Safety Outcomes during First Hospitalisation
Clinical trials to date have not found an impact of LISA (positive or negative) on mortality during first hospitalisation. A recent meta-analysis including data from 20 trials reported mortality in infants receiving LISA to be similar to that in standard treatment groups (11.2% vs. 14.3%, RR 0.78, 95% CI: 0.58–1.05) [29]. In most of these trials infants in the comparator group received exogenous surfactant via ETT. For the two trials included in the meta-analysis in which the comparison was with continuation of CPAP and selective surfactant therapy if required (ref AMV, OPTIMIST-A), the effect on death during first hospitalisation if anything favoured the control group (8.8 vs. 6.7%, RR 1.31, 95% CI: 0.79–2.19). In the OPTIMIST-A trial, for the outcome of mortality, subgroup analysis found the treatment effect to favour the LISA group in the gestation range 27–28 weeks, and the control group at 25–26 weeks, with a significant interaction between group assignment and gestation stratum for this outcome.
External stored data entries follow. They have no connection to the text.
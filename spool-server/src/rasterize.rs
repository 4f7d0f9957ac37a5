//! PDF rasterization glue
//!
//! PDFs are rasterized by the external `pdftoppm` tool (poppler-utils), one
//! PNG per page. This layer only shells out and collects the generated
//! files; the core pipeline consumes them as plain images.

use std::path::{Path, PathBuf};
use thiserror::Error;
use tokio::process::Command;
use tracing::info;

#[derive(Debug, Error)]
pub enum RasterizeError {
    #[error("failed to run pdftoppm: {0}")]
    Spawn(std::io::Error),

    #[error("pdftoppm exited with {status}: {stderr}")]
    Failed {
        status: std::process::ExitStatus,
        stderr: String,
    },

    #[error("PDF produced no page images")]
    NoPages,
}

/// Rasterize a PDF into one PNG per page, returned in page order
pub async fn pdf_to_pages(
    pdf_path: &Path,
    out_dir: &Path,
    dpi: u32,
) -> Result<Vec<PathBuf>, RasterizeError> {
    let stem = pdf_path
        .file_name()
        .map(|n| n.to_string_lossy().into_owned())
        .unwrap_or_else(|| "job".to_string());
    let prefix = format!("{stem}_page");

    info!(pdf = %pdf_path.display(), dpi, "rasterizing PDF");

    let output = Command::new("pdftoppm")
        .arg("-png")
        .arg("-r")
        .arg(dpi.to_string())
        .arg(pdf_path)
        .arg(out_dir.join(&prefix))
        .output()
        .await
        .map_err(RasterizeError::Spawn)?;

    if !output.status.success() {
        return Err(RasterizeError::Failed {
            status: output.status,
            stderr: String::from_utf8_lossy(&output.stderr).trim().to_string(),
        });
    }

    let pages = collect_pages(out_dir, &prefix);
    if pages.is_empty() {
        return Err(RasterizeError::NoPages);
    }

    info!(pages = pages.len(), "PDF rasterized");
    Ok(pages)
}

/// Collect `<prefix>-N.png` files in numeric page order
///
/// pdftoppm zero-pads the page number once a document has 10+ pages, so the
/// suffix is parsed numerically rather than matched textually.
fn collect_pages(dir: &Path, prefix: &str) -> Vec<PathBuf> {
    let Ok(entries) = std::fs::read_dir(dir) else {
        return Vec::new();
    };

    let mut pages: Vec<(u32, PathBuf)> = entries
        .filter_map(|e| e.ok())
        .filter_map(|e| {
            let name = e.file_name().to_string_lossy().into_owned();
            let page_num: u32 = name
                .strip_prefix(prefix)?
                .strip_prefix('-')?
                .strip_suffix(".png")?
                .parse()
                .ok()?;
            Some((page_num, e.path()))
        })
        .collect();

    pages.sort_by_key(|(n, _)| *n);
    pages.into_iter().map(|(_, p)| p).collect()
}

#[cfg(test)]
mod tests {
    use super::*;

    #[test]
    fn test_collect_pages_numeric_order() {
        let dir = tempfile::tempdir().unwrap();
        for name in ["doc.pdf_page-2.png", "doc.pdf_page-1.png", "doc.pdf_page-3.png"] {
            std::fs::write(dir.path().join(name), b"png").unwrap();
        }
        // Unrelated files are ignored
        std::fs::write(dir.path().join("other.png"), b"png").unwrap();

        let pages = collect_pages(dir.path(), "doc.pdf_page");
        let names: Vec<_> = pages
            .iter()
            .map(|p| p.file_name().unwrap().to_string_lossy().into_owned())
            .collect();
        assert_eq!(
            names,
            ["doc.pdf_page-1.png", "doc.pdf_page-2.png", "doc.pdf_page-3.png"]
        );
    }

    #[test]
    fn test_collect_pages_zero_padded() {
        let dir = tempfile::tempdir().unwrap();
        for name in ["big.pdf_page-09.png", "big.pdf_page-10.png", "big.pdf_page-11.png"] {
            std::fs::write(dir.path().join(name), b"png").unwrap();
        }

        let pages = collect_pages(dir.path(), "big.pdf_page");
        assert_eq!(pages.len(), 3);
        assert!(pages[0].to_string_lossy().ends_with("-09.png"));
        assert!(pages[2].to_string_lossy().ends_with("-11.png"));
    }

    #[test]
    fn test_collect_pages_empty_dir() {
        let dir = tempfile::tempdir().unwrap();
        assert!(collect_pages(dir.path(), "x_page").is_empty());
    }
}
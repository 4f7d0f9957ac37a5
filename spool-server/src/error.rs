//! HTTP error handling
//!
//! Application error enum plus the JSON response envelope used by every
//! endpoint.

use axum::{
    Json,
    http::StatusCode,
    response::{IntoResponse, Response},
};
use serde::Serialize;
use tracing::error;

/// API response envelope
///
/// ```json
/// {
///   "code": "E0000",
///   "message": "Success",
///   "data": { ... }
/// }
/// ```
#[derive(Debug, Serialize)]
pub struct AppResponse<T> {
    pub code: String,
    pub message: String,
    #[serde(skip_serializing_if = "Option::is_none")]
    pub data: Option<T>,
}

/// Application error enum
#[derive(Debug, thiserror::Error)]
pub enum AppError {
    /// Bad upload or request shape (400)
    #[error("Validation failed: {0}")]
    Validation(String),

    /// Resource not found (404)
    #[error("Resource not found: {0}")]
    NotFound(String),

    /// Queue or IO failure (500)
    #[error("Internal server error: {0}")]
    Internal(String),
}

impl AppError {
    pub fn validation(msg: impl Into<String>) -> Self {
        Self::Validation(msg.into())
    }

    pub fn internal(msg: impl Into<String>) -> Self {
        Self::Internal(msg.into())
    }
}

impl IntoResponse for AppError {
    fn into_response(self) -> Response {
        let (status, code, message) = match &self {
            AppError::Validation(msg) => (StatusCode::BAD_REQUEST, "E0002", msg.as_str()),
            AppError::NotFound(msg) => (StatusCode::NOT_FOUND, "E0003", msg.as_str()),
            AppError::Internal(msg) => {
                error!(target: "internal", error = %msg, "Internal error occurred");
                (
                    StatusCode::INTERNAL_SERVER_ERROR,
                    "E9001",
                    "Internal server error",
                )
            }
        };

        let body = Json(AppResponse::<()> {
            code: code.to_string(),
            message: message.to_string(),
            data: None,
        });

        (status, body).into_response()
    }
}

impl From<crate::queue::QueueError> for AppError {
    fn from(e: crate::queue::QueueError) -> Self {
        AppError::Internal(e.to_string())
    }
}

/// Create a successful response
pub fn ok<T: Serialize>(data: T) -> Json<AppResponse<T>> {
    Json(AppResponse {
        code: "E0000".to_string(),
        message: "Success".to_string(),
        data: Some(data),
    })
}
At all gestations, deaths in the OPTIMIST-A trial had multiple causes, occurred at a range of postnatal ages and were not considered to be directly related to the intervention [17]. There was no concern regarding a negative effect on mortality in the NINSAPP trial involving infants at 23–26 weeks gestation (overall result: LISA 9.3% vs. 11.5%, RR 0.81, 95% CI: 0.37–1.79) [16]. Favourable results regarding survival after LISA have been noted down to 22 weeks’ gestation in the German Neonatal Network (GNN) cohort [27]. These data were extracted from centres in one country with a relatively uniform approach to the management of imminent preterm birth and delivery room stabilisation for extremely preterm infants including a quasi-prophylactic approach of LISA in >80% of surfactant-treated infants <27 weeks‘ gestation. Furthermore, GNN sites have more than 15-year experience with the LISA approach. This reinforces the need for training and experiential learning for the full benefits of LISA to be realised in the most vulnerable infants, especially in settings in which baseline mortality for such infants remains high.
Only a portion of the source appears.